A New York court has held that the State’s regulatory limits on executive compensation and administrative expenses for entities that receive state funds unconstitutionally exceed proper regulatory authority.  The regulations, which implemented a 2012 executive order by Governor Andrew Cuomo and went into effect on July 1 of last year, were promulgated in substantially similar form by thirteen different New York State agencies.  Although other plaintiffs have challenged the regulations, this is the first time a court has held that they are unconstitutional.

On April 9, in Agencies for Children’s Therapy Services, Inc. v. New York Department of Health, the Nassau County Supreme Court held that the Department of Health (“DOH”) “strayed from the administrative into the legislative field” in promulgating the regulations, which, among other things, prohibit the use of more than $199,000 in State funding to compensate certain executives and employees of entities that receive at least 30 percent of their overall in-state revenues from the State.  Using the factors identified in the New York Court of Appeals’ holding in Boreali v. Axelrod, 71 N.Y.2d 1 (1987), to determine whether DOH “had usurped the role of the legislature in making public policy assessments,” the Supreme Court concluded that:

  1. DOH, in implementing the regulations, “built a regulatory scheme on its own conclusions about the appropriate balance of trade-offs” without any statutory authority;
  2. Rather than “merely fill[ing] in the details of broad legislation,” DOH “wrote on a clean slate its own comprehensive rules” despite the New York State legislature’s express rejection of such rules contained in Governor Cuomo’s proposed 2012-2013 Budget; and
  3. The regulations were a “prophylactic approach to costs without the benefit of any evidence of expertise or technical competence” by DOH, and that DOH’s justification that the regulations would “ensure that taxpayers’ dollars are used properly, efficiently, and effectively to improve the lives of New Yorkers” was unsubstantiated.

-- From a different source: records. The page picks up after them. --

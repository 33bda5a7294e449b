//! Axis-aligned rectangles with type-level axis and boundary policies.
//!
//! A [`Rect`] stores a location and a size. How its edges are named and whether its far edges
//! belong to it is selected through two type parameters:
//!
//! - The [`YAxis`] policy decides which edge is the *top*: [`StandardY`] puts the origin in the
//!   lower-left corner (`top = y + height`), [`InvertedY`] in the upper-left one (`top = y`).
//! - The [`Interval`] policy decides whether the right and bottom edges are part of the rectangle
//!   ([`Closed`]) or not ([`RightOpen`], the raster convention).
//!
//! Both policies are zero-sized marker types, so they only exist at compile time. Rectangles with
//! different policies are different types and cannot be compared or combined.

use std::{fmt, hash::Hash, marker::PhantomData, mem};

use crate::{vec2, Cast, MinMax, Number, Point, Size, Vector, Zero};

/// Maps the stored vertical extent of a rectangle to its `top` and `bottom` edges.
pub trait YAxis: Copy + Default + fmt::Debug + Eq + Hash + 'static {
    /// The end of the vertical extent `y..y + height` that holds the bottom edge.
    const BOTTOM: RangeEnd;

    /// Returns the `top` edge of a vertical extent starting at `y`.
    fn top<T: Number>(y: T, height: T) -> T;

    /// Returns the `bottom` edge of a vertical extent starting at `y`.
    fn bottom<T: Number>(y: T, height: T) -> T;

    /// Moves the `top` edge to `value`, keeping the bottom edge in place.
    fn set_top<T: Number>(y: &mut T, height: &mut T, value: T);

    /// Moves the `bottom` edge to `value`, keeping the top edge in place.
    fn set_bottom<T: Number>(y: &mut T, height: &mut T, value: T);
}
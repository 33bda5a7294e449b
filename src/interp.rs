//! Interpolation curves and blend combinators.
//!
//! An [`Interpolation`] maps a parameter `t` in `[0, 1]` to an interpolation factor, usually also
//! in `[0, 1]`. Curves are small `Copy` function objects that can be combined with [`Then`],
//! [`Mirror`], [`Blend`] and [`Clamped`], and applied to anything that implements [`Lerp`].
//!
//! # Examples
//!
//! ```
//! # use clg::{*, interp::*};
//! let curve = SmoothStep.then(EaseIn);
//! let pos = curve.interpolate(vec2(0.0, 0.0), vec2(10.0, 20.0), 0.5);
//! assert_eq!(pos, vec2(2.5, 5.0));
//! ```

use crate::{math, Float, Vector};

/// Linear interpolation between `from` and `to`.
///
/// # Examples
///
/// ```
/// # use clg::interp::lerp;
/// assert_eq!(lerp(2.0, 4.0, 0.25), 2.5);
/// assert_eq!(lerp(2.0, 4.0, 2.0), 6.0);
/// ```
#[inline]
pub fn lerp<T: Float>(from: T, to: T, t: T) -> T {
    from + (to - from) * t
}

/// Values that can be linearly interpolated with a factor of type `T`.
pub trait Lerp<T> {
    /// Interpolates between `self` (at `t = 0`) and `to` (at `t = 1`).
    ///
    /// `t` is not clamped, values outside of `[0, 1]` extrapolate.
    fn lerp(self, to: Self, t: T) -> Self;
}

impl Lerp<f32> for f32 {
    #[inline]
    fn lerp(self, to: Self, t: f32) -> Self {
        lerp(self, to, t)
    }
}

impl Lerp<f64> for f64 {
    #[inline]
    fn lerp(self, to: Self, t: f64) -> Self {
        lerp(self, to, t)
    }
}

/// Element-wise interpolation.
impl<T: Float, const N: usize> Lerp<T> for Vector<T, N> {
    fn lerp(self, to: Self, t: T) -> Self {
        self.zip(to).map(|(a, b)| lerp(a, b, t))
    }
}

/// An interpolation curve.
///
/// Curves are generic over the float type they are evaluated with, so the same curve object can
/// be used with [`f32`] and [`f64`].
pub trait Interpolation {
    /// Evaluates the curve at `t`.
    fn apply<T: Float>(&self, t: T) -> T;

    /// Interpolates between `from` and `to`, using this curve to shape the factor `t`.
    fn interpolate<T: Float, V: Lerp<T>>(&self, from: V, to: V, t: T) -> V {
        from.lerp(to, self.apply(t))
    }

    /// Returns a curve that feeds the output of `self` into `next`.
    fn then<I: Interpolation>(self, next: I) -> Then<Self, I>
    where
        Self: Sized,
    {
        Then(self, next)
    }

    /// Returns a curve that evaluates `self` point-mirrored around `(0.5, 0.5)`.
    fn mirror(self) -> Mirror<Self>
    where
        Self: Sized,
    {
        Mirror(self)
    }

    /// Returns a curve that clamps its input to `[0, 1]` before evaluating `self`.
    fn clamped(self) -> Clamped<Self>
    where
        Self: Sized,
    {
        Clamped(self)
    }
}

impl<I: Interpolation + ?Sized> Interpolation for &I {
    fn apply<T: Float>(&self, t: T) -> T {
        (**self).apply(t)
    }
}

/// The identity curve.
#[derive(Debug, Clone, Copy, Default, PartialEq)]
pub struct Linear;

impl Interpolation for Linear {
    #[inline]
    fn apply<T: Float>(&self, t: T) -> T {
        t
    }
}

/// Hermite smoothstep: `3t² - 2t³`.
#[derive(Debug, Clone, Copy, Default, PartialEq)]
pub struct SmoothStep;

impl Interpolation for SmoothStep {
    fn apply<T: Float>(&self, t: T) -> T {
        t * t * (T::from_f64(3.0) - T::from_f64(2.0) * t)
    }
}

/// Ken Perlin's smootherstep: `6t⁵ - 15t⁴ + 10t³`.
///
/// Unlike [`SmoothStep`], its second derivative is also zero at both ends.
#[derive(Debug, Clone, Copy, Default, PartialEq)]
pub struct SmootherStep;

impl Interpolation for SmootherStep {
    fn apply<T: Float>(&self, t: T) -> T {
        t * t * t * (t * (t * T::from_f64(6.0) - T::from_f64(15.0)) + T::from_f64(10.0))
    }
}

/// Quadratic ease-in: `t²`.
#[derive(Debug, Clone, Copy, Default, PartialEq)]
pub struct EaseIn;

impl Interpolation for EaseIn {
    fn apply<T: Float>(&self, t: T) -> T {
        t * t
    }
}

/// Quadratic ease-out: `1 - (1 - t)²`.
#[derive(Debug, Clone, Copy, Default, PartialEq)]
pub struct EaseOut;

impl Interpolation for EaseOut {
    fn apply<T: Float>(&self, t: T) -> T {
        EaseIn.mirror().apply(t)
    }
}

/// Jumps from 0 to 1 once `t` reaches `threshold`.
#[derive(Debug, Clone, Copy, PartialEq)]
pub struct Step {
    pub threshold: f64,
}

impl Interpolation for Step {
    fn apply<T: Float>(&self, t: T) -> T {
        if t < T::from_f64(self.threshold) {
            T::ZERO
        } else {
            T::ONE
        }
    }
}

/// Applies `A`, then feeds its result into `B`.
///
/// Returned by [`Interpolation::then`].
#[derive(Debug, Clone, Copy, PartialEq)]
pub struct Then<A, B>(pub A, pub B);

impl<A: Interpolation, B: Interpolation> Interpolation for Then<A, B> {
    fn apply<T: Float>(&self, t: T) -> T {
        self.1.apply(self.0.apply(t))
    }
}

/// Evaluates `1 - i(1 - t)`, turning an ease-in curve into an ease-out curve and vice versa.
///
/// Returned by [`Interpolation::mirror`].
#[derive(Debug, Clone, Copy, PartialEq)]
pub struct Mirror<I>(pub I);

impl<I: Interpolation> Interpolation for Mirror<I> {
    fn apply<T: Float>(&self, t: T) -> T {
        T::ONE - self.0.apply(T::ONE - t)
    }
}

/// Clamps the input to `[0, 1]` before evaluating the inner curve.
///
/// Returned by [`Interpolation::clamped`].
#[derive(Debug, Clone, Copy, PartialEq)]
pub struct Clamped<I>(pub I);

impl<I: Interpolation> Interpolation for Clamped<I> {
    fn apply<T: Float>(&self, t: T) -> T {
        self.0.apply(math::saturate(t))
    }
}

/// Mixes the output of two curves with a fixed weight.
///
/// A `weight` of 0 yields `a`, a weight of 1 yields `b`.
#[derive(Debug, Clone, Copy, PartialEq)]
pub struct Blend<A, B> {
    pub a: A,
    pub b: B,
    pub weight: f64,
}

impl<A, B> Blend<A, B> {
    pub fn new(a: A, b: B, weight: f64) -> Self {
        Self { a, b, weight }
    }
}

impl<A: Interpolation, B: Interpolation> Interpolation for Blend<A, B> {
    fn apply<T: Float>(&self, t: T) -> T {
        lerp(self.a.apply(t), self.b.apply(t), T::from_f64(self.weight))
    }
}

#[cfg(test)]
mod tests {
    use approx::{assert_abs_diff_eq, assert_relative_eq};

    use crate::vec3;

    use super::*;

    fn endpoints<I: Interpolation>(curve: I) {
        assert_relative_eq!(curve.apply(0.0), 0.0);
        assert_relative_eq!(curve.apply(1.0), 1.0);
    }

    #[test]
    fn curves_hit_endpoints() {
        endpoints(Linear);
        endpoints(SmoothStep);
        endpoints(SmootherStep);
        endpoints(EaseIn);
        endpoints(EaseOut);
        endpoints(Step { threshold: 0.5 });
        endpoints(SmoothStep.then(EaseOut));
        endpoints(EaseIn.mirror());
        endpoints(Blend::new(EaseIn, SmootherStep, 0.3));
        endpoints(&SmoothStep.clamped());
    }

    fn symmetric<I: Interpolation>(curve: I) {
        assert_relative_eq!(curve.apply(0.5), 0.5);
        for i in 0..=10 {
            let t = f64::from(i) / 10.0;
            assert_abs_diff_eq!(curve.apply(t), 1.0 - curve.apply(1.0 - t), epsilon = 1e-12);
        }
    }

    #[test]
    fn symmetric_curves() {
        symmetric(Linear);
        symmetric(SmoothStep);
        symmetric(SmootherStep);
        symmetric(SmoothStep.then(SmootherStep).mirror().clamped());
    }

    #[test]
    fn ease() {
        assert_eq!(EaseIn.apply(0.5), 0.25);
        assert_eq!(EaseOut.apply(0.5), 0.75);
        assert_eq!(SmoothStep.apply(0.25f32), 0.15625);
        assert_eq!(Step { threshold: 0.5 }.apply(0.49), 0.0);
    }

    #[test]
    fn combinators() {
        let blend = Blend::new(Linear, EaseIn, 0.5);
        assert_eq!(blend.apply(0.5), 0.375);

        let chained = EaseIn.then(EaseIn);
        assert_eq!(chained.apply(0.5), 0.0625);

        let clamped = Linear.clamped();
        assert_eq!(clamped.apply(-1.0), 0.0);
        assert_eq!(clamped.apply(3.0), 1.0);
    }

    #[test]
    fn interpolate_vectors() {
        let from = vec3(0.0, 10.0, -4.0);
        let to = vec3(1.0, 20.0, 4.0);
        assert_eq!(Linear.interpolate(from, to, 0.5), vec3(0.5, 15.0, 0.0));
        assert_eq!(from.lerp(to, 0.0), from);
        assert_eq!(from.lerp(to, 1.0), to);
        assert_eq!(EaseIn.interpolate(2.0, 4.0, 0.5), 2.5);
    }
}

The court went on to note that the plaintiffs were a group of for-profit corporations, and that there is no statute permitting DOH to regulate how for-profit entities allocate state funds for executive compensation or administrative expenses.  It distinguished a recent Suffolk County Supreme Court case, which involved the same regulations, Concerned Home Care Providers, Inc. v. New York State Department of Health et al., 969 N.Y.S.2d 743 (2013).  The court noted that in Concerned Home Care Providers, the plaintiffs were a group of non-profit corporations, while the plaintiffs in Children’s Therapy Services were all for-profit entities.  In Concerned Home Care Providers, the court determined that the New York Not-For-Profit Corporation Law (“N-PCL”) (specifically, N.Y. N-PCL § 508) provided sufficient “statutory approval of a policy limiting executive retention of funds” for such non-profits to be subject to the DOH regulations.  On the other hand, in Children’s Therapy Services, the N-PCL did not apply to the for-profit plaintiffs, and thus DOH’s reliance on the case was misplaced.

The Children’s Therapy Services court also struck down DOH regulations prohibiting certain conflicts of interests in the provision of services to children enrolled in New York’s Early Intervention program.